■ **Assigned task**
Report the tally of lines in the material below that have the string "pixels", with no other output.

■ **Source data**
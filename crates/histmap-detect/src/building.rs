//! Per-year building positions

use histmap_core::PixelPos;

/// One building's pixel positions on one map year
///
/// The first position is the primary one derived from the building
/// coordinates; the rest are its entrances.
#[derive(Debug, Clone, PartialEq, Eq)]
pub struct BuildingPositions {
    pub id: String,
    positions: Vec<PixelPos>,
}

impl BuildingPositions {
    /// Building with a primary position and no entries.
    pub fn new(id: impl Into<String>, primary: PixelPos) -> Self {
        Self {
            id: id.into(),
            positions: vec![primary],
        }
    }

    /// Building from a position list as stored, primary first.
    ///
    /// An empty list is accepted here and rejected at detection time.
    pub fn from_positions(id: impl Into<String>, positions: Vec<PixelPos>) -> Self {
        Self {
            id: id.into(),
            positions,
        }
    }

    /// Add entry positions after the existing ones.
    pub fn with_entries(mut self, entries: impl IntoIterator<Item = PixelPos>) -> Self {
        self.positions.extend(entries);
        self
    }

    pub fn primary(&self) -> Option<PixelPos> {
        self.positions.first().copied()
    }

    /// Entry positions, possibly empty.
    pub fn entries(&self) -> &[PixelPos] {
        self.positions.get(1..).unwrap_or(&[])
    }

    /// Every position, primary first.
    pub fn positions(&self) -> &[PixelPos] {
        &self.positions
    }
}

#[cfg(test)]
mod tests {
    use super::*;

    #[test]
    fn test_primary_and_entries() {
        let b = BuildingPositions::new("190", PixelPos::new(1, 2))
            .with_entries([PixelPos::new(3, 4), PixelPos::new(5, 6)]);
        assert_eq!(b.primary(), Some(PixelPos::new(1, 2)));
        assert_eq!(b.entries().len(), 2);
        let empty = BuildingPositions::from_positions("7", vec![]);
        assert_eq!(empty.primary(), None);
        assert!(empty.entries().is_empty());
    }
}
//! Timeline scan
//!
//! The history is read once, oldest record first. The scan moves from
//! "no evidence yet" to "seen present" on the first present record, and
//! stops on the first boundary: a present record followed by an absent
//! one, or two present records whose footprints differ by more than the
//! configured ratio. The boundary interval is `[previous year, current
//! year)`. Without a boundary, the unresolved side is left open.

use crate::config::DeduceConfig;
use crate::error::{DeduceError, DeduceResult};
use histmap_core::{DeductionResult, DetectionRecord, OPEN_LOWER, OPEN_UPPER};

/// Scan state
#[derive(Debug, Clone, Copy, PartialEq, Eq)]
enum ScanState {
    NoEvidenceYet,
    SeenPresent,
}

/// Ratio of the larger footprint to the smaller one.
///
/// One zero area gives infinity, two zero areas give 1.
pub fn area_ratio(a: u32, b: u32) -> f64 {
    let (lo, hi) = if a <= b { (a, b) } else { (b, a) };
    match (lo, hi) {
        (0, 0) => 1.0,
        (0, _) => f64::INFINITY,
        _ => hi as f64 / lo as f64,
    }
}

/// Whether the step from `previous` to `current` is a boundary.
fn is_boundary(previous: &DetectionRecord, current: &DetectionRecord, cfg: &DeduceConfig) -> bool {
    previous.present
        && (!current.present || area_ratio(previous.area, current.area) > cfg.area_ratio)
}

/// Deduce a construction-year interval from a chronological history
///
/// # Errors
///
/// - [`DeduceError::EmptyHistory`] for an empty history
/// - [`DeduceError::UnorderedHistory`] when years do not strictly
///   increase, checked up to the boundary
/// - [`DeduceError::InvalidParameter`] for an invalid configuration
///
/// # Examples
///
/// ```
/// use histmap_core::{DeductionResult, DetectionRecord, PixelPos};
/// use histmap_deduce::{DeduceConfig, deduce};
///
/// let p = PixelPos::new(0, 0);
/// let history = [
///     DetectionRecord::present(2010, p, 100),
///     DetectionRecord::present(2015, p, 102),
///     DetectionRecord::absent(2020, p),
/// ];
/// let result = deduce(&history, &DeduceConfig::default()).unwrap();
/// assert_eq!(result, DeductionResult::new(2015, 2020));
/// ```
pub fn deduce(history: &[DetectionRecord], cfg: &DeduceConfig) -> DeduceResult<DeductionResult> {
    cfg.validate()?;
    let first = history.first().ok_or(DeduceError::EmptyHistory)?;

    let mut state = ScanState::NoEvidenceYet;
    let mut previous = first;
    if first.present {
        state = ScanState::SeenPresent;
    }

    for current in &history[1..] {
        if current.year <= previous.year {
            return Err(DeduceError::UnorderedHistory {
                previous: previous.year,
                current: current.year,
            });
        }
        if is_boundary(previous, current, cfg) {
            return Ok(DeductionResult::new(previous.year, current.year));
        }
        if current.present {
            state = ScanState::SeenPresent;
        }
        previous = current;
    }

    let last_year = previous.year;
    Ok(match state {
        ScanState::SeenPresent => DeductionResult::new(OPEN_LOWER, last_year),
        ScanState::NoEvidenceYet => DeductionResult::new(last_year, OPEN_UPPER),
    })
}
//! Error types for histmap-pipeline

use std::path::PathBuf;
use thiserror::Error;

/// Errors that can occur while driving a stage
#[derive(Debug, Error)]
pub enum PipelineError {
    /// Storage tree error
    #[error("storage error: {0}")]
    Storage(#[from] histmap_storage::StorageError),

    /// Segmentation error
    #[error("segmentation error: {0}")]
    Segment(#[from] histmap_segment::SegmentError),

    /// Detection error
    #[error("detection error: {0}")]
    Detect(#[from] histmap_detect::DetectError),

    /// Deduction error
    #[error("deduction error: {0}")]
    Deduce(#[from] histmap_deduce::DeduceError),

    /// Configuration file could not be read or written
    #[error("config {}: {message}", .path.display())]
    Config { path: PathBuf, message: String },

    /// Raster size disagrees with the descriptor list
    #[error("year {year}: raster is {}x{}, descriptor says {}x{}", .actual.0, .actual.1, .expected.0, .expected.1)]
    SizeMismatch {
        year: i32,
        expected: (u32, u32),
        actual: (u32, u32),
    },
}

/// Result type for pipeline operations
pub type PipelineResult<T> = Result<T, PipelineError>;
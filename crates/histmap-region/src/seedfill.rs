//! Seed fill over a binary mask
//!
//! The fill never writes to the subject [`Mask`]; progress is tracked
//! in a caller-owned [`VisitMask`]. A pixel is admitted iff it is
//! in-bounds, foreground, and unvisited, and it is marked visited the
//! moment it is queued, so each pixel enters the queue at most once.

use crate::conncomp::Component;
use crate::error::{RegionError, RegionResult};
use histmap_core::{Mask, Point, VisitMask};
use std::collections::VecDeque;

/// Check that the visitation plane matches the subject mask.
pub(crate) fn check_planes(mask: &Mask, visit: &VisitMask) -> RegionResult<()> {
    if mask.size() != visit.size() {
        return Err(RegionError::DimensionMismatch {
            mask: mask.size(),
            visit: visit.size(),
        });
    }
    Ok(())
}

/// Flood fill the 4-connected foreground region containing a seed
///
/// Breadth-first traversal from `(seed_x, seed_y)` over up/down/left/right
/// neighbours. Every returned pixel is left marked in `visit`, unless
/// `erase_after` is set, in which case `visit` is restored to its
/// state before the call.
///
/// A seed that is background or already visited yields an empty
/// component and leaves `visit` untouched.
///
/// # Errors
///
/// Returns [`RegionError::InvalidSeed`] if the seed is outside the mask
/// and [`RegionError::DimensionMismatch`] if the planes differ in size.
///
/// # Examples
///
/// ```
/// use histmap_core::{Mask, VisitMask};
/// use histmap_region::flood_fill;
///
/// let mut mask = Mask::new(4, 4).unwrap();
/// mask.set(1, 1, true).unwrap();
/// mask.set(2, 1, true).unwrap();
/// let mut visit = VisitMask::for_mask(&mask);
///
/// let component = flood_fill(&mask, &mut visit, 1, 1, true).unwrap();
/// assert_eq!(component.len(), 2);
/// assert_eq!(visit.count_visited(), 0);
/// ```
pub fn flood_fill(
    mask: &Mask,
    visit: &mut VisitMask,
    seed_x: u32,
    seed_y: u32,
    erase_after: bool,
) -> RegionResult<Component> {
    check_planes(mask, visit)?;
    if !mask.contains(seed_x, seed_y) {
        return Err(RegionError::InvalidSeed {
            x: seed_x,
            y: seed_y,
        });
    }

    if !mask.is_foreground(seed_x, seed_y) || visit.is_visited(seed_x, seed_y) {
        return Ok(Component::default());
    }

    let (width, height) = mask.size();
    let mut pixels = Vec::new();
    let mut queue = VecDeque::new();
    visit.mark(seed_x, seed_y);
    queue.push_back(Point::new(seed_x, seed_y));

    while let Some(p) = queue.pop_front() {
        pixels.push(p);

        let mut admit = |x: u32, y: u32| {
            if mask.is_foreground(x, y) && !visit.is_visited(x, y) {
                visit.mark(x, y);
                queue.push_back(Point::new(x, y));
            }
        };
        if p.x > 0 {
            admit(p.x - 1, p.y);
        }
        if p.x + 1 < width {
            admit(p.x + 1, p.y);
        }
        if p.y > 0 {
            admit(p.x, p.y - 1);
        }
        if p.y + 1 < height {
            admit(p.x, p.y + 1);
        }
    }

    if erase_after {
        for p in &pixels {
            visit.unmark(p.x, p.y);
        }
    }

    Ok(Component::from_pixels(pixels))
}

/// Footprint size of the region containing a seed, leaving `visit` as found.
///
/// Shorthand for `flood_fill(mask, visit, x, y, true)?.len()`.
pub fn component_area(
    mask: &Mask,
    visit: &mut VisitMask,
    seed_x: u32,
    seed_y: u32,
) -> RegionResult<usize> {
    Ok(flood_fill(mask, visit, seed_x, seed_y, true)?.len())
}

#[cfg(test)]
mod tests {
    use super::*;

    fn plus_mask() -> Mask {
        let mut mask = Mask::new(5, 5).unwrap();
        for (x, y) in [(2, 1), (1, 2), (2, 2), (3, 2), (2, 3)] {
            mask.set(x, y, true).unwrap();
        }
        // diagonal neighbour, not 4-connected
        mask.set(4, 4, true).unwrap();
        mask
    }

    #[test]
    fn test_fill_is_four_connected() {
        let mask = plus_mask();
        let mut visit = VisitMask::for_mask(&mask);
        let c = flood_fill(&mask, &mut visit, 2, 2, false).unwrap();
        assert_eq!(c.len(), 5);
        assert!(!c.contains(4, 4));
        assert_eq!(visit.count_visited(), 5);
    }

    #[test]
    fn test_background_seed_is_empty() {
        let mask = plus_mask();
        let mut visit = VisitMask::for_mask(&mask);
        let c = flood_fill(&mask, &mut visit, 0, 0, false).unwrap();
        assert!(c.is_empty());
        assert_eq!(visit.count_visited(), 0);
    }

    #[test]
    fn test_visited_seed_is_empty() {
        let mask = plus_mask();
        let mut visit = VisitMask::for_mask(&mask);
        flood_fill(&mask, &mut visit, 2, 2, false).unwrap();
        let again = flood_fill(&mask, &mut visit, 2, 1, false).unwrap();
        assert!(again.is_empty());
    }

    #[test]
    fn test_seed_out_of_bounds() {
        let mask = plus_mask();
        let mut visit = VisitMask::for_mask(&mask);
        assert!(matches!(
            flood_fill(&mask, &mut visit, 5, 0, false),
            Err(RegionError::InvalidSeed { x: 5, y: 0 })
        ));
    }

    #[test]
    fn test_plane_size_mismatch() {
        let mask = plus_mask();
        let mut visit = VisitMask::new(4, 5).unwrap();
        assert!(matches!(
            flood_fill(&mask, &mut visit, 2, 2, false),
            Err(RegionError::DimensionMismatch { .. })
        ));
    }

    #[test]
    fn test_component_area_restores_visit() {
        let mask = plus_mask();
        let mut visit = VisitMask::for_mask(&mask);
        visit.mark(4, 4);
        let before = visit.clone();
        assert_eq!(component_area(&mask, &mut visit, 1, 2).unwrap(), 5);
        assert_eq!(visit, before);
    }
}
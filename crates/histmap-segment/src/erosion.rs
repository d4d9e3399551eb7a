//! Density erosion
//!
//! For every pixel, the fraction of foreground cells in the square
//! window of half-width `kernel` around it (clamped at the raster edge)
//! is compared with `game_value`. A pixel survives a pass iff it was
//! foreground and that fraction exceeds `game_value`, so each pass
//! yields a subset of its input. Thin bridges between blobs lose their
//! support first, which separates touching structures.

use crate::config::ErosionConfig;
use crate::observer::{SegmentStage, StageObserver};
use histmap_core::Mask;
use histmap_region::IntegralImage;

/// One erosion pass. Returns the output mask and the number of cells
/// that turned background.
pub fn density_erode(mask: &Mask, config: &ErosionConfig) -> (Mask, usize) {
    let integral = IntegralImage::from_mask(mask);
    let mut out = Mask::new_like(mask);
    let mut removed = 0;
    for y in 0..mask.height() {
        for x in 0..mask.width() {
            if !mask.is_foreground(x, y) {
                continue;
            }
            let (count, area) = integral.window(x, y, config.kernel);
            if count as f64 > config.game_value * area as f64 {
                out.set_unchecked(x, y, true);
            } else {
                removed += 1;
            }
        }
    }
    (out, removed)
}

/// Iterate [`density_erode`] until no cell changes or
/// `max_iterations` passes ran.
///
/// Every pass that changed something is reported to `observer` as
/// [`SegmentStage::Erosion`]. Returns the final mask and the number of
/// passes that changed it.
pub fn erode_until_stable(
    mask: &Mask,
    config: &ErosionConfig,
    observer: &mut dyn StageObserver,
) -> (Mask, u32) {
    let mut current = mask.clone();
    let mut passes = 0;
    while passes < config.max_iterations {
        let (next, removed) = density_erode(&current, config);
        if removed == 0 {
            break;
        }
        passes += 1;
        tracing::trace!(pass = passes, removed, "density erosion pass");
        observer.mask(SegmentStage::Erosion(passes), &next);
        current = next;
    }
    (current, passes)
}
//! histmap-detect - Building detection on segmented maps
//!
//! Given a year's segmented mask and the pixel positions linked to each
//! registered building, decides whether the building is printed on that
//! map and measures its connected footprint.
//!
//! - [`OffsetPattern`] - ordered search offsets around a position
//! - [`Detector`] - per-building and per-year detection
//! - [`TrackingOverlay`] - colour-coded markers for visual checks
//!
//! # Examples
//!
//! ```
//! use histmap_core::{Mask, PixelPos};
//! use histmap_detect::{BuildingPositions, DetectConfig, Detector};
//!
//! let mut mask = Mask::new(8, 8).unwrap();
//! mask.set(4, 3, true).unwrap();
//! mask.set(5, 3, true).unwrap();
//!
//! let detector = Detector::new(DetectConfig::default()).unwrap();
//! let buildings = [BuildingPositions::new("1024", PixelPos::new(3, 3))];
//! let out = detector.detect_year(&mask, &buildings, 1950, None).unwrap();
//! assert!(out[0].record.present);
//! assert_eq!(out[0].record.area, 2);
//! ```

pub mod building;
pub mod config;
pub mod detector;
pub mod error;
pub mod overlay;
pub mod pattern;

pub use building::BuildingPositions;
pub use config::DetectConfig;
pub use detector::{BuildingDetection, Detector};
pub use error::{DetectError, DetectResult};
pub use overlay::{ABSENT_COLOR, PRESENT_COLOR, TrackingOverlay};
pub use pattern::OffsetPattern;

■ **Answer to the exercise**
4